== Provided data ==

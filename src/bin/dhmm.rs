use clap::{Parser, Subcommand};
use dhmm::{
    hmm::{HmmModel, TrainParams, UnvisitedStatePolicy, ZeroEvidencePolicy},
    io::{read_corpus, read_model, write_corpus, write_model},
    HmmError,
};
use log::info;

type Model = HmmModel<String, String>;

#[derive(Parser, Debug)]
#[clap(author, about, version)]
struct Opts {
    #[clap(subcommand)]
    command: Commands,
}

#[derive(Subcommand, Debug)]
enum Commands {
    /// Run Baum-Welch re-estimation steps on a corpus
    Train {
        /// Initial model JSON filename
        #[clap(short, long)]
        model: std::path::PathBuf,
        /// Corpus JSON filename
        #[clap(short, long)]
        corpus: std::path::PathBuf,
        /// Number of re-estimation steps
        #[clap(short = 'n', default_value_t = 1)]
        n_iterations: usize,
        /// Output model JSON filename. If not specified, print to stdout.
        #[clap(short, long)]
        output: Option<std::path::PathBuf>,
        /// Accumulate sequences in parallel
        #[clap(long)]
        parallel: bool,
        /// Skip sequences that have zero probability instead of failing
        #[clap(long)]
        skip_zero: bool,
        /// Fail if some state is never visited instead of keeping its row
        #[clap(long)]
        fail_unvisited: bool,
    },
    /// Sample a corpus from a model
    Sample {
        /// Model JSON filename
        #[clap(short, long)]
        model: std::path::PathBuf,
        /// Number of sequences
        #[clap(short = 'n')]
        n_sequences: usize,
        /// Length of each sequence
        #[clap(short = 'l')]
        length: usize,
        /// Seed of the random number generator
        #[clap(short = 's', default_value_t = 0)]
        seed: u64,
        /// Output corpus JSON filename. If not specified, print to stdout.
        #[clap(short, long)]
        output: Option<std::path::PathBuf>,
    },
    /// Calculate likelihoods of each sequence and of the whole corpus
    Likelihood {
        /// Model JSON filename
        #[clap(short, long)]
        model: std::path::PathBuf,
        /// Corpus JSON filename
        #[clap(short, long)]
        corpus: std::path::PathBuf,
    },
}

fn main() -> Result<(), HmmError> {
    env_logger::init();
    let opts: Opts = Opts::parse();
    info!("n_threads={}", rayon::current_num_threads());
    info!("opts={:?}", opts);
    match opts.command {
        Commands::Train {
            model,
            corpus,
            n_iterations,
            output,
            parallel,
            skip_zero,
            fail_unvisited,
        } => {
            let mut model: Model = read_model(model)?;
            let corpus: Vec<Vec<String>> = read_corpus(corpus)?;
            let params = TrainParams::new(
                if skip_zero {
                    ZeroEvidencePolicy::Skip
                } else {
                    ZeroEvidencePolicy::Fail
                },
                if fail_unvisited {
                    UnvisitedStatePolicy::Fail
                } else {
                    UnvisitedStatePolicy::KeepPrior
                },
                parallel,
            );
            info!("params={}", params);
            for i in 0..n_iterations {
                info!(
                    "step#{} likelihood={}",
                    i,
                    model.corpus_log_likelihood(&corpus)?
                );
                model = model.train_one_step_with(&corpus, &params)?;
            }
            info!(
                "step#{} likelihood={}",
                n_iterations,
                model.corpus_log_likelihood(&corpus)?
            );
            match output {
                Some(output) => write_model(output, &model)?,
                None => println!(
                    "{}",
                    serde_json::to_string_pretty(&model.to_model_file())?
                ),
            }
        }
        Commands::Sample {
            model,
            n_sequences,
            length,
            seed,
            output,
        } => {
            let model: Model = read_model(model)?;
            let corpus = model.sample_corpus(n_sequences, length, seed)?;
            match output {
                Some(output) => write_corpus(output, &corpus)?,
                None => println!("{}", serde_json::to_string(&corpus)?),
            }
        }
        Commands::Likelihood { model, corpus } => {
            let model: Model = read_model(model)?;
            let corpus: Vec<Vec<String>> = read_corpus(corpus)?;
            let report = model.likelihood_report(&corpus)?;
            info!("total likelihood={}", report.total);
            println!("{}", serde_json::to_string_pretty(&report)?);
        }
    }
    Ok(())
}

===
== Provided data ==

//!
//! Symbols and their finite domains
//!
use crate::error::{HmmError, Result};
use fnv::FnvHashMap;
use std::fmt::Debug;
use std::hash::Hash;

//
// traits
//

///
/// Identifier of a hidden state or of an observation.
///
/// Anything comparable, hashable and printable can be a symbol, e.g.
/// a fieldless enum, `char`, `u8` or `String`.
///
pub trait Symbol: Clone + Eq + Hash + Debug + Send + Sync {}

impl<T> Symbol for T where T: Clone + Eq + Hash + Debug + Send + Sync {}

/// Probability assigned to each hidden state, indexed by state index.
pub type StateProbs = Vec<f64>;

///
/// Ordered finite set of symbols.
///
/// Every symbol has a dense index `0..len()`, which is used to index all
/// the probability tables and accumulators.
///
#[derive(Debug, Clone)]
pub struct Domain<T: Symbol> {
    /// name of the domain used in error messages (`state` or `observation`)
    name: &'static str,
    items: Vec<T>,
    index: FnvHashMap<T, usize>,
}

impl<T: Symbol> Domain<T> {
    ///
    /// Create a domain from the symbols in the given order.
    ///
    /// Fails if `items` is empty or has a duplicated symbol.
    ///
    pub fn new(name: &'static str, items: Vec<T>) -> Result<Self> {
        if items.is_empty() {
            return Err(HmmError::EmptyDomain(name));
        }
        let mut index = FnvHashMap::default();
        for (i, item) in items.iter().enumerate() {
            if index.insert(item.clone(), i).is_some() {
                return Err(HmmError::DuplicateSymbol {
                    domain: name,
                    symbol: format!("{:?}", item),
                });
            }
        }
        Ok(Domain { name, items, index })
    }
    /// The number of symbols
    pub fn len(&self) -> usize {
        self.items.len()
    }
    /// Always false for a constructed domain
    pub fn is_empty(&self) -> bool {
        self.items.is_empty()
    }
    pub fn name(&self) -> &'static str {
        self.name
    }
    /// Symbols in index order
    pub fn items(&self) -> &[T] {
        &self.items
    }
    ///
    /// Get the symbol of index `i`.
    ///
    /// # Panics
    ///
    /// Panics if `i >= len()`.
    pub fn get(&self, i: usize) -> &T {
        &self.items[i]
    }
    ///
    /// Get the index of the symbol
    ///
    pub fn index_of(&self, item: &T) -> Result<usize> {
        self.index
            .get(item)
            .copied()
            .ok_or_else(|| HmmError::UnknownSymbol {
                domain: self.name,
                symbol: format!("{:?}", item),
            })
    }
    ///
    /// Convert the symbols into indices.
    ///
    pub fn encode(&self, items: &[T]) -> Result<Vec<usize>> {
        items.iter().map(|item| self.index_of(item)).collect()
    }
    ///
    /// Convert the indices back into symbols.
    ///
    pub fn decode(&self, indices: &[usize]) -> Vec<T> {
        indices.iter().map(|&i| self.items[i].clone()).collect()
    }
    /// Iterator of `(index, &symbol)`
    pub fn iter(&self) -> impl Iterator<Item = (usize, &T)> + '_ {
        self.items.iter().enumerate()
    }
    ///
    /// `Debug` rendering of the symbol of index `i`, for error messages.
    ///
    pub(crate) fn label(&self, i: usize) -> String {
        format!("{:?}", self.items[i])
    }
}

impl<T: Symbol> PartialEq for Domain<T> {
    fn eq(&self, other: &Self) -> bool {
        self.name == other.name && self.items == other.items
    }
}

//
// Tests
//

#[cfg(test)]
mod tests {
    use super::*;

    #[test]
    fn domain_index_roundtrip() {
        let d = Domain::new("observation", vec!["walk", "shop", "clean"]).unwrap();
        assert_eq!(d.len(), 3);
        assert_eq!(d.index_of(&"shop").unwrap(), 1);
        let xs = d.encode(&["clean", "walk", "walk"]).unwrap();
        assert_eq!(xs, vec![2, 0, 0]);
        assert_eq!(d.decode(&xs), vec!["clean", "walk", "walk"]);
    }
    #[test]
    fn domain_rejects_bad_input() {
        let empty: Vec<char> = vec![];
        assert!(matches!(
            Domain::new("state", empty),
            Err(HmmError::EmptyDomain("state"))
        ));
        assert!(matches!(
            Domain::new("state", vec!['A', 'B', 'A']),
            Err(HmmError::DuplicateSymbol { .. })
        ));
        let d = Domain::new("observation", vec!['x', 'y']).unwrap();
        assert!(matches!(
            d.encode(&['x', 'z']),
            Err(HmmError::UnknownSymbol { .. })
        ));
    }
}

===
== Provided data ==

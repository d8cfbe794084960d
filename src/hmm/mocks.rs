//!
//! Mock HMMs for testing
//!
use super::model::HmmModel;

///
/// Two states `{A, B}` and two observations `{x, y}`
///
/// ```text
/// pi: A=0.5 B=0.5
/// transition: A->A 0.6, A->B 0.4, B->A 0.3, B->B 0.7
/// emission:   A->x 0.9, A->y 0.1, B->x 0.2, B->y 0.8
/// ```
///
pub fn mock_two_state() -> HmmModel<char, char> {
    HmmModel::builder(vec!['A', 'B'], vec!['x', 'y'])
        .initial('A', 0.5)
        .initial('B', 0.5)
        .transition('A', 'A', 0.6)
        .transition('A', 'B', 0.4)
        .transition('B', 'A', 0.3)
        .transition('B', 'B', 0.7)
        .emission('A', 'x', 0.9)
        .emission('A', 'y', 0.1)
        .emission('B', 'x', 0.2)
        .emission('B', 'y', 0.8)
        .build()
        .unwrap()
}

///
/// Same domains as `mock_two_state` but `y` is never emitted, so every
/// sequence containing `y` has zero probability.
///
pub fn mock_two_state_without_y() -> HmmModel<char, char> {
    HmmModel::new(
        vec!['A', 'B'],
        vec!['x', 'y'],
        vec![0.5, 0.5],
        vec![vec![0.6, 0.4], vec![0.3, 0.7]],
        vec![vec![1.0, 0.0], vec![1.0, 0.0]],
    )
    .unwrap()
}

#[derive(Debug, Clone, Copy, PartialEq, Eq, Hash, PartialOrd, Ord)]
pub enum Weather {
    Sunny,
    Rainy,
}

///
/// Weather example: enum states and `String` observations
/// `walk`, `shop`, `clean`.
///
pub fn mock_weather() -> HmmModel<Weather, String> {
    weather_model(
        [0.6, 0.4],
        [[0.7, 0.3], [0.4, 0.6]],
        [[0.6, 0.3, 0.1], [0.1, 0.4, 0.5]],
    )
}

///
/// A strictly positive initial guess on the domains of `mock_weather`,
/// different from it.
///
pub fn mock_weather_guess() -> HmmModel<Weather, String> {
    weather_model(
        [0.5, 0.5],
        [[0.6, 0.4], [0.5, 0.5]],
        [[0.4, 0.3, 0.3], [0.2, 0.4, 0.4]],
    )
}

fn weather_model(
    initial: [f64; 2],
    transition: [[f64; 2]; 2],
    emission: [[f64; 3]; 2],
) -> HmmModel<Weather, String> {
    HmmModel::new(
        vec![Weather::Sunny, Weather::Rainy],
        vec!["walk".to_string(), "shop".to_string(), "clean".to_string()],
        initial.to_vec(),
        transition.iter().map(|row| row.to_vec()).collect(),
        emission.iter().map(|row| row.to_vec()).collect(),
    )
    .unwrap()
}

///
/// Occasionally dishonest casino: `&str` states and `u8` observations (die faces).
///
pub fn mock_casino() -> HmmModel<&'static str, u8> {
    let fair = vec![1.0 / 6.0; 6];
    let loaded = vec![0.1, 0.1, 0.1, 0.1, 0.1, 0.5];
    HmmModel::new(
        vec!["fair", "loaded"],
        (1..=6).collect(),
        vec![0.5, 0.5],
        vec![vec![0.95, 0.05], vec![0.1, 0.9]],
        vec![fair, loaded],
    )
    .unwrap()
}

===

» Prompt
Set down, from the entries above, exactly the lines from the one with "filename src/bin/dhmm.rs" up to and including the one with "on a corpus", and no other lines.

» Result for this exercise
filename src/bin/dhmm.rs
use clap::{Parser, Subcommand};
use dhmm::{
    hmm::{HmmModel, TrainParams, UnvisitedStatePolicy, ZeroEvidencePolicy},
    io::{read_corpus, read_model, write_corpus, write_model},
    HmmError,
};
use log::info;

type Model = HmmModel<String, String>;

#[derive(Parser, Debug)]
#[clap(author, about, version)]
struct Opts {
    #[clap(subcommand)]
    command: Commands,
}

#[derive(Subcommand, Debug)]
enum Commands {
    /// Run Baum-Welch re-estimation steps on a corpus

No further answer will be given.